Os achados nos sedimentos mais recentes são significativos para plásticos, cinzas pulverizadas provenientes da queima de combustíveis, radionuclídeos, metais, pesticidas e, ainda, indicativos de um aumento das concentrações de gases do efeito estufa na atmosfera terrestre.
“Depósitos antropogênicos recentes contêm novos minerais e tipos de rocha, refletindo a rápida disseminação global de novos materiais, incluindo alumínio elementar, concreto e plásticos que formam “tecnofósseis” abundantes e em rápida evolução”, escreve Waters, primeiro autor do estudo, em colaboração com outros pesquisadores.
Além dos sinais geológicos, aspectos biológicos também contam sua própria história. Por exemplo, o aumento do transporte de espécies vegetais e animais entre continentes, devido às navegações, fluxos migratórios e tratados comerciais, o que propicia o estabelecimento de espécies invasoras em ecossistemas até então em equilíbrio.
Outro sinal é a redução drástica no número de indivíduos de uma determinada espécie animal ou vegetal, o que tem se intensificado a partir da ação humana sobre o planeta. Segundo a Lista Vermelha das Espécies Ameaçadas, mais de 42,1 mil espécies se encontram ameaçadas de extinção, como anfíbios (47%), tubarões e arraias (37%), e mamíferos (27%).

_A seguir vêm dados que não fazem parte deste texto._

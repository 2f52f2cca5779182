use std::fmt;
use std::sync::{Arc, Mutex};

use serde::{Deserialize, Serialize};

/// Pipeline phase. One shared [`PhaseHolder`] is the canonical current
/// phase for a run; the progress logger and the dashboard read from it.
#[derive(Debug, Clone, Copy, PartialEq, Eq, Hash, Serialize, Deserialize)]
#[serde(rename_all = "kebab-case")]
pub enum Phase {
    Tasks,
    ReviewFirst,
    ReviewPreExternal,
    External,
    ExternalEval,
    ReviewPostExternal,
    Finalize,
    PlanCreate,
    Idle,
}

impl Phase {
    pub fn as_str(&self) -> &'static str {
        match self {
            Self::Tasks => "tasks",
            Self::ReviewFirst => "review-first",
            Self::ReviewPreExternal => "review-pre-external",
            Self::External => "external",
            Self::ExternalEval => "external-eval",
            Self::ReviewPostExternal => "review-post-external",
            Self::Finalize => "finalize",
            Self::PlanCreate => "plan-create",
            Self::Idle => "idle",
        }
    }
}

impl fmt::Display for Phase {
    fn fmt(&self, f: &mut fmt::Formatter<'_>) -> fmt::Result {
        f.write_str(self.as_str())
    }
}

/// Shared single-cell holder for the current phase. Cloning shares the cell.
#[derive(Debug, Clone)]
pub struct PhaseHolder {
    inner: Arc<Mutex<Phase>>,
}

impl Default for PhaseHolder {
    fn default() -> Self {
        Self {
            inner: Arc::new(Mutex::new(Phase::Idle)),
        }
    }
}

impl PhaseHolder {
    pub fn new() -> Self {
        Self::default()
    }

    pub fn set(&self, phase: Phase) {
        *self.inner.lock().expect("phase holder lock") = phase;
    }

    pub fn get(&self) -> Phase {
        *self.inner.lock().expect("phase holder lock")
    }
}
pub mod command;
pub mod error;
pub mod service;
pub mod worktree;

pub use command::{GitCli, GitRun};
pub use error::GitError;
pub use service::{DiffStats, GitLogger, GitService, StderrGitLog};
pub use worktree::{WorktreeSetup, WORKTREE_ROOT};
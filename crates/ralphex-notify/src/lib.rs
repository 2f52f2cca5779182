pub mod error;
pub mod service;
pub mod sink;
pub mod types;

pub use error::NotifyError;
pub use service::NotifyService;
pub use sink::{NotificationSink, SlackSink, WebhookSink};
pub use types::{RunReport, RunStatus};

No futuro, se o comportamento atual permanecer, alguns indicadores como a temperatura global podem se regular sozinhos – no entanto, sem nunca mais voltar aos estágios pré-industriais. Por outro lado, alguns podem se tornar um legado permanente e irrecuperável, como a extinção de espécies, o que mudaria drasticamente a vida na Terra. Nas palavras de Waters, “estamos em algum lugar do Antropoceno sem saber onde está a trajetória para o futuro”.